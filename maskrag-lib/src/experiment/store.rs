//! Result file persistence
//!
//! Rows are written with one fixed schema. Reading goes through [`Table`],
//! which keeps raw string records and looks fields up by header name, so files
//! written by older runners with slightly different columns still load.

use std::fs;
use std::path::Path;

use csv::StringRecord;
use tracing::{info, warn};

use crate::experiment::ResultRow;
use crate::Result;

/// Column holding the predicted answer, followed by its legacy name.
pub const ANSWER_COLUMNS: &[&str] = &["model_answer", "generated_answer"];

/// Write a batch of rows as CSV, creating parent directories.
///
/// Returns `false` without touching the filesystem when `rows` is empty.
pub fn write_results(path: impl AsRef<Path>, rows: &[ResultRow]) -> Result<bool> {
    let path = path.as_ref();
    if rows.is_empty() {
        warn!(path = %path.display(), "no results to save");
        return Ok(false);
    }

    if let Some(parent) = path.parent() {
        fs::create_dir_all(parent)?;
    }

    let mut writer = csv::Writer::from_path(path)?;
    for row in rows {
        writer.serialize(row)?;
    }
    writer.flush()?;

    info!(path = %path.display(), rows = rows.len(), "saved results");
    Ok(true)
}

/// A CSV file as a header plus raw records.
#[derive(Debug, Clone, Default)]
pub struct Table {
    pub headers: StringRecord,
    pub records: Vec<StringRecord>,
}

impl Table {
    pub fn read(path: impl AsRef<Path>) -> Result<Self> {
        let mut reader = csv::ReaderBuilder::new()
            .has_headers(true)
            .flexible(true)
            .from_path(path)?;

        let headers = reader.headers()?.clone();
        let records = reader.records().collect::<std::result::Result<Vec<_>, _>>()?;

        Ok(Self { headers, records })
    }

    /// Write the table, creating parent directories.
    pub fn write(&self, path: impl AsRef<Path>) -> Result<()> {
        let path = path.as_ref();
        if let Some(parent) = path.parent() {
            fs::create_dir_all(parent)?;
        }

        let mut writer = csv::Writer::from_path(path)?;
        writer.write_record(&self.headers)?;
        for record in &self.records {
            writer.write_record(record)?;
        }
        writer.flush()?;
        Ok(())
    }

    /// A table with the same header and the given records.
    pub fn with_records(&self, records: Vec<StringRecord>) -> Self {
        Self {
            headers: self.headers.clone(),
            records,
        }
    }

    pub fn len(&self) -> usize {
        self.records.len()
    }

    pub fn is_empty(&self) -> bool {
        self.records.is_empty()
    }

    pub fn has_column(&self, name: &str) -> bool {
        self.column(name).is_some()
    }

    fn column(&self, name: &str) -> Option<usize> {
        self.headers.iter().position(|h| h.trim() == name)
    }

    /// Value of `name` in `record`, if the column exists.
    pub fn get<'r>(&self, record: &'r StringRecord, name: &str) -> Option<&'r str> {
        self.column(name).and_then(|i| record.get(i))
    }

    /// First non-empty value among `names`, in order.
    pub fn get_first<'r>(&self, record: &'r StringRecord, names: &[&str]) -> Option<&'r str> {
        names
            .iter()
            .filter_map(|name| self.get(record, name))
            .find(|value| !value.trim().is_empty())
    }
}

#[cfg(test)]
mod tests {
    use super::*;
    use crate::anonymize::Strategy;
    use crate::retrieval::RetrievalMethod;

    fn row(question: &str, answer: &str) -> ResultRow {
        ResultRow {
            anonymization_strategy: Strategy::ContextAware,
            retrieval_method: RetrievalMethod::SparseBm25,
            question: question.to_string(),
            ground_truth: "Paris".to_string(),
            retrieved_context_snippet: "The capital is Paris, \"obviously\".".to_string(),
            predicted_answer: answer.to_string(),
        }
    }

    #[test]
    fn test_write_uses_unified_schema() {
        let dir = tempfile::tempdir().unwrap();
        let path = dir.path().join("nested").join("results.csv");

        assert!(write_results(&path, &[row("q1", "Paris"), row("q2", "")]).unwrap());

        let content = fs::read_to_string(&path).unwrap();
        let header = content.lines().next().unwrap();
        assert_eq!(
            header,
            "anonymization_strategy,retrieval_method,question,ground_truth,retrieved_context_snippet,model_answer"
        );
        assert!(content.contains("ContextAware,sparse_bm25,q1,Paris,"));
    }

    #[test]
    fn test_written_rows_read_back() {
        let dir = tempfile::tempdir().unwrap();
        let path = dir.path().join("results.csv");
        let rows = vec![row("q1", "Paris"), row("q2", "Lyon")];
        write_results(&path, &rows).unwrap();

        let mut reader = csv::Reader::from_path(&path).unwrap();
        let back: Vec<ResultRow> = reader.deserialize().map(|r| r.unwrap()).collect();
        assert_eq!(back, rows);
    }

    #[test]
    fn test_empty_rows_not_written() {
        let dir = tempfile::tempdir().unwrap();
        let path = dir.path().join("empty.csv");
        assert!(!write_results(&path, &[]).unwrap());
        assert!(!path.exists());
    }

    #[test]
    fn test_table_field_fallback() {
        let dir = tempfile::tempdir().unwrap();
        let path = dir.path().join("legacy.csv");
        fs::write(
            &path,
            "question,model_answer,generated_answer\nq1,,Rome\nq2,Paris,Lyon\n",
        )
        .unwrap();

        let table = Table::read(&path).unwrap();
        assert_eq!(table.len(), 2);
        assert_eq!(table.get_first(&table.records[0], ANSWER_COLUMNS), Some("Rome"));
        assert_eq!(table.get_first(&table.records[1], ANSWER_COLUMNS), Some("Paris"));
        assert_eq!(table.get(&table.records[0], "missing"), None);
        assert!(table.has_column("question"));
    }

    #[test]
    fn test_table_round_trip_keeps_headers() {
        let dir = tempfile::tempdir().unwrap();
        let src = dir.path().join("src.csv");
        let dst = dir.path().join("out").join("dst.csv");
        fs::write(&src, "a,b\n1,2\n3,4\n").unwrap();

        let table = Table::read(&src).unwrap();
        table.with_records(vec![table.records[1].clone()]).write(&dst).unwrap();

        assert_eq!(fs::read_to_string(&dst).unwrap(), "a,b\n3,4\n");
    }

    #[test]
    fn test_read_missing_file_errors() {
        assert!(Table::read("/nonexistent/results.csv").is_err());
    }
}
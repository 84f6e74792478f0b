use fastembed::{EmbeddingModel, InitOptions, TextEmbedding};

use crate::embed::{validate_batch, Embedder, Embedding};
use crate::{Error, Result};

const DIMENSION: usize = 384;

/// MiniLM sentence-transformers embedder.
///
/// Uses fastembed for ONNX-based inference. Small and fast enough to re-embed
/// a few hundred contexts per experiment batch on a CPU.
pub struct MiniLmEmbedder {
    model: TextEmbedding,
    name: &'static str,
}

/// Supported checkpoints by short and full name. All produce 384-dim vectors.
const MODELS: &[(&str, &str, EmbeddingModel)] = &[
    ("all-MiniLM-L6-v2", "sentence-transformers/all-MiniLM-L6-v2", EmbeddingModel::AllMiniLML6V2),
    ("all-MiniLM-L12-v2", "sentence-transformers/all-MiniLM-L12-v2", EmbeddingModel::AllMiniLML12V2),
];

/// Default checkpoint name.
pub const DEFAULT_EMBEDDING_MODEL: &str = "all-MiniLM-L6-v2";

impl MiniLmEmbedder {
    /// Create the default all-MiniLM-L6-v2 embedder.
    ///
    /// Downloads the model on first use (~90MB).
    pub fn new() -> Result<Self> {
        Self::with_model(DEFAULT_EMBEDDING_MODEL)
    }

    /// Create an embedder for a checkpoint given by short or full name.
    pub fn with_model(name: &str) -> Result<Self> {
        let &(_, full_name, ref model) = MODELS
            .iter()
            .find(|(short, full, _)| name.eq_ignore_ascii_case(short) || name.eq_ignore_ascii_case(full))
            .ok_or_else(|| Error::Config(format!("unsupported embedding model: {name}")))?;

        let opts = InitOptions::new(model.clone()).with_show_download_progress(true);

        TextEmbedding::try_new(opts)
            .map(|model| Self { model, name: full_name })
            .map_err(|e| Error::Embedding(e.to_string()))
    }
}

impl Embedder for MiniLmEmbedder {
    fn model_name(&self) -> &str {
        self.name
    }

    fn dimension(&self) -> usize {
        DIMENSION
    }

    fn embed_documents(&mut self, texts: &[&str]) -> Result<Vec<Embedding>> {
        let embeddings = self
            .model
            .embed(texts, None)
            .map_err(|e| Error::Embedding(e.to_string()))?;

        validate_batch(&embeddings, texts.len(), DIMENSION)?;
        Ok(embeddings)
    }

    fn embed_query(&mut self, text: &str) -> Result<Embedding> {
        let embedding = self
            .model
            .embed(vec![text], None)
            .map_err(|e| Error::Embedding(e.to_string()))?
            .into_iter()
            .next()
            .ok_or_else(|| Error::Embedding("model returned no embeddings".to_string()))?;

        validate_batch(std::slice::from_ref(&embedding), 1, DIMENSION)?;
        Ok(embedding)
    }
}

---

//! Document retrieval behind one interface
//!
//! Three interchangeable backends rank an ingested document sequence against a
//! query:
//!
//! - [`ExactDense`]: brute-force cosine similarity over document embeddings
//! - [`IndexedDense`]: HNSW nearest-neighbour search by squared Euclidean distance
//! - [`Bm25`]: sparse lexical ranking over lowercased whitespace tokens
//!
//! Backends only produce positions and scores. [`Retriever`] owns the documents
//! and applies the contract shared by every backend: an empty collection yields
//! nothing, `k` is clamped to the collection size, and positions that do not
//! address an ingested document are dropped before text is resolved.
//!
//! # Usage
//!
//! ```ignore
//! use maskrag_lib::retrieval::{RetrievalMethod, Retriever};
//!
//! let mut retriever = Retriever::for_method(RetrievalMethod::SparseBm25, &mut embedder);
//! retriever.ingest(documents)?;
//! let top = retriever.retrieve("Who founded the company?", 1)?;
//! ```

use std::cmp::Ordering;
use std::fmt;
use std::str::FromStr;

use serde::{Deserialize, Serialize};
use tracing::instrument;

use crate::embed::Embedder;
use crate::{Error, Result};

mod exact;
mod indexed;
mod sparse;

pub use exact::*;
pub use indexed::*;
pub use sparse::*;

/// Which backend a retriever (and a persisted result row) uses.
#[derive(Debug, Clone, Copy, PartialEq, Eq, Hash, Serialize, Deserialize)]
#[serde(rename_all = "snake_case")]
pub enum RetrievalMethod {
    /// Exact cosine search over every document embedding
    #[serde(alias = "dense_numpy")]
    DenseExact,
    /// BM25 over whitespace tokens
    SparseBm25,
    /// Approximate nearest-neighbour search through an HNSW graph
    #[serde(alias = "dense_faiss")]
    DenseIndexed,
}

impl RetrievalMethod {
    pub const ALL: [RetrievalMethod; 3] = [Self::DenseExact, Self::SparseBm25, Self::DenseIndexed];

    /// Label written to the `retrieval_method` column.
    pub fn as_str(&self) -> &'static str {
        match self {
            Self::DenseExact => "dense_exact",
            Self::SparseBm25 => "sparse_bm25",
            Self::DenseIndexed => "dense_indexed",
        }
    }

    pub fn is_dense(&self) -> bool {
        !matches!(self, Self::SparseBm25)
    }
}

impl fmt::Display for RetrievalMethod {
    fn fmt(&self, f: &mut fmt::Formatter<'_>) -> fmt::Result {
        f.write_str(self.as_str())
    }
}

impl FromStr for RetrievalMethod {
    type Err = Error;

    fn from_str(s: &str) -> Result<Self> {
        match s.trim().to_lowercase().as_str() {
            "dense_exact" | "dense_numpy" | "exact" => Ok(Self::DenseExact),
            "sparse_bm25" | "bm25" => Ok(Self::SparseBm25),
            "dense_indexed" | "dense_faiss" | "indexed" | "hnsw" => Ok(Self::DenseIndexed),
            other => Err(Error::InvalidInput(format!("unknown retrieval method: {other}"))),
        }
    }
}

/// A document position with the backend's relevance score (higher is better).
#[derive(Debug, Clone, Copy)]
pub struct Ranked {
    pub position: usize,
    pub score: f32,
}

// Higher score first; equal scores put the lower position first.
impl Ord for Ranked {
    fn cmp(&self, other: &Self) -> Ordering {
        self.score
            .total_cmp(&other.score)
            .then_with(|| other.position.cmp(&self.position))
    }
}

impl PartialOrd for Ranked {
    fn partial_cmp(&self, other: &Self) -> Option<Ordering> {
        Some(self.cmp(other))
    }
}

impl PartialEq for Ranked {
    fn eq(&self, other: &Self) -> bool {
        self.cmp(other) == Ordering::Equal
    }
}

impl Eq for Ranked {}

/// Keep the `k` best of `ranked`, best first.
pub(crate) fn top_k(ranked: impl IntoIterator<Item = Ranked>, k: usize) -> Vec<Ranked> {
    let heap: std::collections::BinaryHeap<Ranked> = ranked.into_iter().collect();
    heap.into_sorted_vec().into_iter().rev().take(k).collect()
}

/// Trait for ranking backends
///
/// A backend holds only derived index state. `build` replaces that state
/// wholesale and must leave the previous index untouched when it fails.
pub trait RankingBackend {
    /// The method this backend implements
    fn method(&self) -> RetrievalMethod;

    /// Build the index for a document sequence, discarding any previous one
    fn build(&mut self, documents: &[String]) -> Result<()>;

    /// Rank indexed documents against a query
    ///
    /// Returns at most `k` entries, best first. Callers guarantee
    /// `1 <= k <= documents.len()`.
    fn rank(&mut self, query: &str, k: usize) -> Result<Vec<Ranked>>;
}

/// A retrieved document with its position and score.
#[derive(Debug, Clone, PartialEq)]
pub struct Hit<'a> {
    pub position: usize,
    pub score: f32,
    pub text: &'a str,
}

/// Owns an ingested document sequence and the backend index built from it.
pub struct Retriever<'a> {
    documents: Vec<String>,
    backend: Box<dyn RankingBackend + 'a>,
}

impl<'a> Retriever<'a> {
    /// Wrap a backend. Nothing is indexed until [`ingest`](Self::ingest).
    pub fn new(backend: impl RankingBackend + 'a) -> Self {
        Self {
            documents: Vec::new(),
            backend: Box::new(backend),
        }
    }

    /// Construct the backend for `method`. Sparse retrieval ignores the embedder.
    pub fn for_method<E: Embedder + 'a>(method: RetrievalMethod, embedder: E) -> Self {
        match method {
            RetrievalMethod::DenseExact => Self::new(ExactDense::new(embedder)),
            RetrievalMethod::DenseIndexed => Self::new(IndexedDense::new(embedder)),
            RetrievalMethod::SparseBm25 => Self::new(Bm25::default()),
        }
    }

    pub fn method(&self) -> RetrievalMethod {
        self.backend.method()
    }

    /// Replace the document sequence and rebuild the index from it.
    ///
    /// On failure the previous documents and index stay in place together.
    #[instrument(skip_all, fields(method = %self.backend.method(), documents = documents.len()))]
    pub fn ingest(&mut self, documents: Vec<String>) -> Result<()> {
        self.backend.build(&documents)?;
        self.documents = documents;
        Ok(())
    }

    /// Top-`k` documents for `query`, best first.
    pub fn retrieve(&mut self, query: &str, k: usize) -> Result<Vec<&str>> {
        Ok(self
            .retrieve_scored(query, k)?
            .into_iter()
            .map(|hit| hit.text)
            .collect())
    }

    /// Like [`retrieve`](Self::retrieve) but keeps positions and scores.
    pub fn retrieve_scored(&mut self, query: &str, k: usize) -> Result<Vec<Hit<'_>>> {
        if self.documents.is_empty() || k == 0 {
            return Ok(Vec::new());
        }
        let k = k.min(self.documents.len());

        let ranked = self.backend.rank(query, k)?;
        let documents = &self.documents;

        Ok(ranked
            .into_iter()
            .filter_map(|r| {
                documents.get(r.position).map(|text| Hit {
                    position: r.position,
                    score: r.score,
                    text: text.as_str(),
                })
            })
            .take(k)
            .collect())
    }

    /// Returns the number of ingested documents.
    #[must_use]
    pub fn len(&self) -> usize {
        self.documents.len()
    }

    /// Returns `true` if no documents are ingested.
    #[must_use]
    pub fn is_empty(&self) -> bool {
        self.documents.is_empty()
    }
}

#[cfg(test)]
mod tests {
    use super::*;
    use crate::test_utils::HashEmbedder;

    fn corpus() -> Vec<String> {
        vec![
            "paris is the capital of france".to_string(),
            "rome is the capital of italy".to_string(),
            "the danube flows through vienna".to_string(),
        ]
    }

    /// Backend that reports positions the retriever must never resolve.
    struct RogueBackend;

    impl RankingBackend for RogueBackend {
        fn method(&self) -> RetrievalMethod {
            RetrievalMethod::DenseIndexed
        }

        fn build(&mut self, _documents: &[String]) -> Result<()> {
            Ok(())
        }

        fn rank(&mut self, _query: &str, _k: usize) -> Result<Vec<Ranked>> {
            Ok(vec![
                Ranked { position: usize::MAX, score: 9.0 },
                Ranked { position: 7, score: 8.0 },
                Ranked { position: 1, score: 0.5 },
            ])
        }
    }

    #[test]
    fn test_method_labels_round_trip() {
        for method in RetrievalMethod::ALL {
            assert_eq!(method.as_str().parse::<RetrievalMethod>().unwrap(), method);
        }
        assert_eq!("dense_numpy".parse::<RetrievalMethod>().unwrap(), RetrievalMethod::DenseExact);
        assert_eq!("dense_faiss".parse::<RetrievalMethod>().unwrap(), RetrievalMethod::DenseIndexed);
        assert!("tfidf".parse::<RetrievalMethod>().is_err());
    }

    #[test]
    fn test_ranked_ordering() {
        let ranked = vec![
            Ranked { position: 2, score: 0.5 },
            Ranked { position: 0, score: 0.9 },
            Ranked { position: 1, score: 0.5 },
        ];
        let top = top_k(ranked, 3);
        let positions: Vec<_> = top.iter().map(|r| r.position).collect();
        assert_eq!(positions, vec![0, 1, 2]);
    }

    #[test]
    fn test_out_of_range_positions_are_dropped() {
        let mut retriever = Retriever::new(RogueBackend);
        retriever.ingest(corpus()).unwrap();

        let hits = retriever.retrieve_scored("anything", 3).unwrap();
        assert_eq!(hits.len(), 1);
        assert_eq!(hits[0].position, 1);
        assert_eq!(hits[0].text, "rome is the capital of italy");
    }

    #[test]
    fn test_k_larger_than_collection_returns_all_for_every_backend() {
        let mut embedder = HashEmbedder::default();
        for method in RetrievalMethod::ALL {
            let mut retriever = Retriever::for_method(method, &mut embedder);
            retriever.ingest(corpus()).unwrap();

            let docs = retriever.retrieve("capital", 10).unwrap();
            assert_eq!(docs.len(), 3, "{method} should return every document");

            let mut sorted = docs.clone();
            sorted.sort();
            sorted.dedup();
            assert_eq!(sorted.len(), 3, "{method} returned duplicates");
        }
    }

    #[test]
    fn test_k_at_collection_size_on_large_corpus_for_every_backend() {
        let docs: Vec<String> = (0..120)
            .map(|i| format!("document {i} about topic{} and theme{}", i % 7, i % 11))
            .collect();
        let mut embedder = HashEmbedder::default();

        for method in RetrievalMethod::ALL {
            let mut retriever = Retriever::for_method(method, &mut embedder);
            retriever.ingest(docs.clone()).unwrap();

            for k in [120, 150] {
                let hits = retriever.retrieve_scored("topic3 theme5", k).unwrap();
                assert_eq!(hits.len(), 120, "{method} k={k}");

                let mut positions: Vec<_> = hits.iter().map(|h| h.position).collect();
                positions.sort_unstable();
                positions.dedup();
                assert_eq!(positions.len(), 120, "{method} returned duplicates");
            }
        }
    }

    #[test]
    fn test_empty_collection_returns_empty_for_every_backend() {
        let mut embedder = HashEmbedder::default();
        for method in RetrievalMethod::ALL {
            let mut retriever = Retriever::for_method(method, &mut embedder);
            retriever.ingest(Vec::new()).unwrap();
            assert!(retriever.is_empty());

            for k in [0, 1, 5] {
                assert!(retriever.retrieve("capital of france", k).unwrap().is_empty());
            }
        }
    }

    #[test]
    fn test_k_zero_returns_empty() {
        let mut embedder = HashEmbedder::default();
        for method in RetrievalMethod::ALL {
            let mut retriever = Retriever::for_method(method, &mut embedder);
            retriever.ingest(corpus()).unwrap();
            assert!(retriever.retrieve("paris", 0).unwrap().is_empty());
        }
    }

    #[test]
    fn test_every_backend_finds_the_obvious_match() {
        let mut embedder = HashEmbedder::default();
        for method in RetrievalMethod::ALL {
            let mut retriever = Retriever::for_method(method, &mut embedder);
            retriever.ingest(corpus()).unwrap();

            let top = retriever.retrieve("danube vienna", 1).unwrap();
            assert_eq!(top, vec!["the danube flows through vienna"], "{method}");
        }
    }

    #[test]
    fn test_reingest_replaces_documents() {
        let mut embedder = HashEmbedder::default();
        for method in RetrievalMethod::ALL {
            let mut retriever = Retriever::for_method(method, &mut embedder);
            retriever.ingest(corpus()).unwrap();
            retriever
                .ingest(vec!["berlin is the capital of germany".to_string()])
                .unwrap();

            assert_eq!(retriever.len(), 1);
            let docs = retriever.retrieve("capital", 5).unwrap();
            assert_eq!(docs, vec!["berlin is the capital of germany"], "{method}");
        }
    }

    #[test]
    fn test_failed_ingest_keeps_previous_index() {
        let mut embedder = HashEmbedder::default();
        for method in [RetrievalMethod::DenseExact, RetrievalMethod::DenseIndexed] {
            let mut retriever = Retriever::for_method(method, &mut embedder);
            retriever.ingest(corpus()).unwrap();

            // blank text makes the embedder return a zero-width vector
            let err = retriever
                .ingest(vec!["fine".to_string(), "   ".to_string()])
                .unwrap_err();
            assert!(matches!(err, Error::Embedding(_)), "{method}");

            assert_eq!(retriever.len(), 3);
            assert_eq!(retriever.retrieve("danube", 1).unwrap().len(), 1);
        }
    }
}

* * *

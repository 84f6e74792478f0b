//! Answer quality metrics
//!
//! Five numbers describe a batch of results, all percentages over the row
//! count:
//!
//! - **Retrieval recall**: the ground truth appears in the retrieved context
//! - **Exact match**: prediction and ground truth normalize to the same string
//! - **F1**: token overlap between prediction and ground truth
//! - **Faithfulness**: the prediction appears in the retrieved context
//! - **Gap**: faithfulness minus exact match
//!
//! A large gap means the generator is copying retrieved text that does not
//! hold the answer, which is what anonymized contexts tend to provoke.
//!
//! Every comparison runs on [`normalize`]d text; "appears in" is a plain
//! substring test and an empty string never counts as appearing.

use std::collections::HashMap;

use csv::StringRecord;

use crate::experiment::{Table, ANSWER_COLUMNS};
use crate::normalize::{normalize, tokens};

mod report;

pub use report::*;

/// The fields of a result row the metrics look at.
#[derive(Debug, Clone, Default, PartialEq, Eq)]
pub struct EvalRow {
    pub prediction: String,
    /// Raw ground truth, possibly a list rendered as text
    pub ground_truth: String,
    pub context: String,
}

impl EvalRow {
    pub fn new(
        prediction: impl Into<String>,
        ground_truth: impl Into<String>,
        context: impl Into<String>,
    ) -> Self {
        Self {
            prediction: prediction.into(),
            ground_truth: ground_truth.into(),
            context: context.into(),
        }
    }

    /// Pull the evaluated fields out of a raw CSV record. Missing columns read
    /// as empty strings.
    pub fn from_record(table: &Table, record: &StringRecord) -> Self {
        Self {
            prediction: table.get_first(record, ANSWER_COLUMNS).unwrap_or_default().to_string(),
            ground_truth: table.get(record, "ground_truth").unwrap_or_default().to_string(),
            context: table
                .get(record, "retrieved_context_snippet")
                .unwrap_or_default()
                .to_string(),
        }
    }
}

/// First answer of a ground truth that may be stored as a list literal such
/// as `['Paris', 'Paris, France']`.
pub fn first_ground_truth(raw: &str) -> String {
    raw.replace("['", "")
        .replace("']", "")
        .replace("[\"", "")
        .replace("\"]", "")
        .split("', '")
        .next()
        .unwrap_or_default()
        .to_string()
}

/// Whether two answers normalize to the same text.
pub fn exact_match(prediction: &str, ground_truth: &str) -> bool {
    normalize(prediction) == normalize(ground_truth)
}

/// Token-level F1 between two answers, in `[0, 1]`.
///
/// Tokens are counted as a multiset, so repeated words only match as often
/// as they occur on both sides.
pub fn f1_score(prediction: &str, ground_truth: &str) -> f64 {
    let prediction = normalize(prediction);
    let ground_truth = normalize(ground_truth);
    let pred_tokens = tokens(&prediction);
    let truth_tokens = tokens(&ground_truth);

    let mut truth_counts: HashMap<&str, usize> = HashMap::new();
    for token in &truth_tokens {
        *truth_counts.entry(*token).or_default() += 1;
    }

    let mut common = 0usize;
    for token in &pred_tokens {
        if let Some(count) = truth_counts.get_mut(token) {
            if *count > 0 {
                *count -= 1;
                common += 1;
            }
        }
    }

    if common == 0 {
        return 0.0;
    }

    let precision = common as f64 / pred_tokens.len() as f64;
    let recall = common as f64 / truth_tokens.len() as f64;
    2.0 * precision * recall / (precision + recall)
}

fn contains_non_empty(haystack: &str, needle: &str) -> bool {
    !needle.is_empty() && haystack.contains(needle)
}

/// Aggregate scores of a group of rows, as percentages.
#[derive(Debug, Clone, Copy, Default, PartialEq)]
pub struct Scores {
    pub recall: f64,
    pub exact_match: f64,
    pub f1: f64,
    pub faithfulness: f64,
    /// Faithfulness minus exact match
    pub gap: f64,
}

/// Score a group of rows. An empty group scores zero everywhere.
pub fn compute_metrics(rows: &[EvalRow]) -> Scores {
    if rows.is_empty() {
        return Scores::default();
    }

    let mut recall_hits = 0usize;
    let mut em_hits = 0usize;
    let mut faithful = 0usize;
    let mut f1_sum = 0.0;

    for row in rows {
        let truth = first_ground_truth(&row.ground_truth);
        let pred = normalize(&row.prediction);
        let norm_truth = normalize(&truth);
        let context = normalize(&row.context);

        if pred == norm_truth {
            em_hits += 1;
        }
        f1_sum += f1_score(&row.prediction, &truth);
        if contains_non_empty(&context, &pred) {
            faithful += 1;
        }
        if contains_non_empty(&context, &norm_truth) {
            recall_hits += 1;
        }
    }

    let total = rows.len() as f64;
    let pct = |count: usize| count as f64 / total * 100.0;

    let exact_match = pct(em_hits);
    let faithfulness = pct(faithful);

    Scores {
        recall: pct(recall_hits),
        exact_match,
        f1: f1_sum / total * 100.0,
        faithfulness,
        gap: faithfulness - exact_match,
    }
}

▶ **Task objective**:
Within the records above, find every line holding the word "serde" and give the total as a bare number.

▶ **Solution below**:
4